GENERAL MOTORS CORPORATION, a corporation, Plaintiff and Appellant, v. The CITY OF LOS ANGELES, a municipal corporation, Defendant and Respondent.
General Motors Corporation appeals from two summary judgments in favor of the City of Los Angeles dismissing complaints for refund of business privilege taxes that were levied generally during the years 1962 through 1967 and aggregated, exclusive of interest, close to $1,250,000.00.1 The judgment in 2 Civil 34224 concerns taxes measured by gross receipts from new truck sales; that in 2 Civil 34225 concerns gross receipts measured from Chevrolet sales. The taxes based on truck sales were levied in 1964 and 1965.
The sole issue on these consolidated appeals, aside from one category of sales,2 is whether the City was constitutionally required to apportion General Motors' gross receipts, the measure of the tax, so as to reflect accurately the circumstance that the transactions producing these gross receipts involved activities of General Motors occurring both without and within the City. General Motors argues that this result is compelled by City of Los Angeles v. Belridge Oil Co., 42 Cal.2d 823, 831–832, 271 P.2d 5. The City replies that under Carnation Co. v. City of Los Angeles, 65 Cal.2d 36, 39–40, 52 Cal.Rptr. 225, 416 P.2d 129, apportionment of a taxpayer's gross receipts is not generally required where the City's jurisdiction to tax is based upon an activity of the taxpayer occurring completely within the City.
This litigation arose because of a change in General Motors' method of distributing assembled Chevrolets within California and because after this change the City included for the first time in its measure of the tax General Motors' gross receipts from sales within the City of Chevrolets assembled elsewhere in California. Prior to 1960 substantially all of the Chevrolets distributed within Southern California were assembled within the City; substantially all of the Chevrolets distributed elsewhere in the state were assembled in Oakland.
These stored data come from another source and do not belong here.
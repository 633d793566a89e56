//! Render configuration files
//!
//! A JSON object whose keys are all optional; anything left out falls back to
//! the built-in default. Command-line flags are collected into the same
//! structure, so precedence is just two merges: defaults, then the file,
//! then explicit flags.
//!
//! ```json
//! {
//!   "field": "T",
//!   "vmin": 19.0,
//!   "vmax": 20.05,
//!   "n_contours": 100,
//!   "colormap": "inferno",
//!   "ticks": [19.0, 19.5, 20.0],
//!   "dpi": 150,
//!   "theme": "light"
//! }
//! ```

use crate::errors::{Result, SliceVisError};
use crate::render::camera::Camera;
use crate::render::canvas::Theme;
use crate::render::levels::ColorbarTicks;
use crate::render::RenderParameters;
use serde::{Deserialize, Serialize};
use std::path::Path;

/// Partial render settings
#[derive(Debug, Clone, Default, PartialEq, Deserialize, Serialize)]
#[serde(deny_unknown_fields)]
pub struct RenderConfig {
    pub field: Option<String>,
    pub vmin: Option<f64>,
    pub vmax: Option<f64>,
    pub n_contours: Option<usize>,
    pub colormap: Option<String>,
    pub value_offset: Option<f64>,
    /// Literal colour-bar ticks; derived from the value range when absent
    pub ticks: Option<Vec<f64>>,
    pub colorbar_label: Option<String>,
    pub dpi: Option<f64>,
    pub elevation: Option<f64>,
    pub azimuth: Option<f64>,
    pub theme: Option<Theme>,
}

impl RenderConfig {
    /// Parse a configuration from a JSON string
    pub fn from_json(json_str: &str) -> Result<Self> {
        Ok(serde_json::from_str(json_str)?)
    }

    /// Load a configuration file
    pub fn from_file(path: &Path) -> Result<Self> {
        let content = std::fs::read_to_string(path).map_err(|e| {
            SliceVisError::Config(format!("cannot read '{}': {}", path.display(), e))
        })?;
        Self::from_json(&content).map_err(|e| {
            SliceVisError::Config(format!("invalid configuration in '{}': {}", path.display(), e))
        })
    }

    /// Settings from `self`, overridden by every value present in `over`
    pub fn merge(self, over: RenderConfig) -> RenderConfig {
        RenderConfig {
            field: over.field.or(self.field),
            vmin: over.vmin.or(self.vmin),
            vmax: over.vmax.or(self.vmax),
            n_contours: over.n_contours.or(self.n_contours),
            colormap: over.colormap.or(self.colormap),
            value_offset: over.value_offset.or(self.value_offset),
            ticks: over.ticks.or(self.ticks),
            colorbar_label: over.colorbar_label.or(self.colorbar_label),
            dpi: over.dpi.or(self.dpi),
            elevation: over.elevation.or(self.elevation),
            azimuth: over.azimuth.or(self.azimuth),
            theme: over.theme.or(self.theme),
        }
    }

    /// Render parameters with every missing value taken from the defaults
    pub fn to_parameters(&self) -> RenderParameters {
        let defaults = RenderParameters::default();
        RenderParameters {
            field: self.field.clone().unwrap_or(defaults.field),
            vmin: self.vmin.unwrap_or(defaults.vmin),
            vmax: self.vmax.unwrap_or(defaults.vmax),
            n_contours: self.n_contours.unwrap_or(defaults.n_contours),
            colormap: self.colormap.clone().unwrap_or(defaults.colormap),
            value_offset: self.value_offset.unwrap_or(defaults.value_offset),
            ticks: self
                .ticks
                .clone()
                .map_or(defaults.ticks, ColorbarTicks::Fixed),
            colorbar_label: self
                .colorbar_label
                .clone()
                .unwrap_or(defaults.colorbar_label),
            dpi: self.dpi.unwrap_or(defaults.dpi),
            camera: Camera::new(
                self.elevation.unwrap_or(defaults.camera.elevation_deg),
                self.azimuth.unwrap_or(defaults.camera.azimuth_deg),
            ),
        }
    }

    pub fn theme(&self) -> Theme {
        self.theme.unwrap_or_default()
    }
}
In 1960 General Motors divided the output of these two assembly plants by models instead of by geographic areas with the result that substantial cross-shipping of Chevrolets began and has continued.
General Motors' position is that when a taxable transaction of a taxpayer involves taxpayer activity, both within and without the City, the gross receipts of the taxpayer from the transaction, which is the measure of the business privilege tax, must be divided between that generated by the taxpayer's activity outside the City and such activity within the City. Otherwise out of City activity is taxed by the City, and a taxpayer operating within more than one taxing jurisdiction is discriminated against as compared to one operating wholly within a single jurisdiction. A taxpayer operating in more than one taxing jurisdiction is also exposed to the possibility of multiple taxation measured by more than its total gross receipts from the transactions involved. According to General Motors these untoward results stem from the City's ignoring the fact that the gross receipts involved in this case were produced by activities of General Motors occurring without the City as well as within the City. They were accomplished by including in the tax base, or measure of tax, gross receipts arising from General Motors' activities outside the City.
General Motors claims further that the City was constitutionally required to follow a reciprocity principle in apportioning the measure of the tax as between in-City and out of City activities of the taxpayer. This principle is that for these purposes an activity of the taxpayer must be weighed and treated exactly the same whether it occurs within or without the City.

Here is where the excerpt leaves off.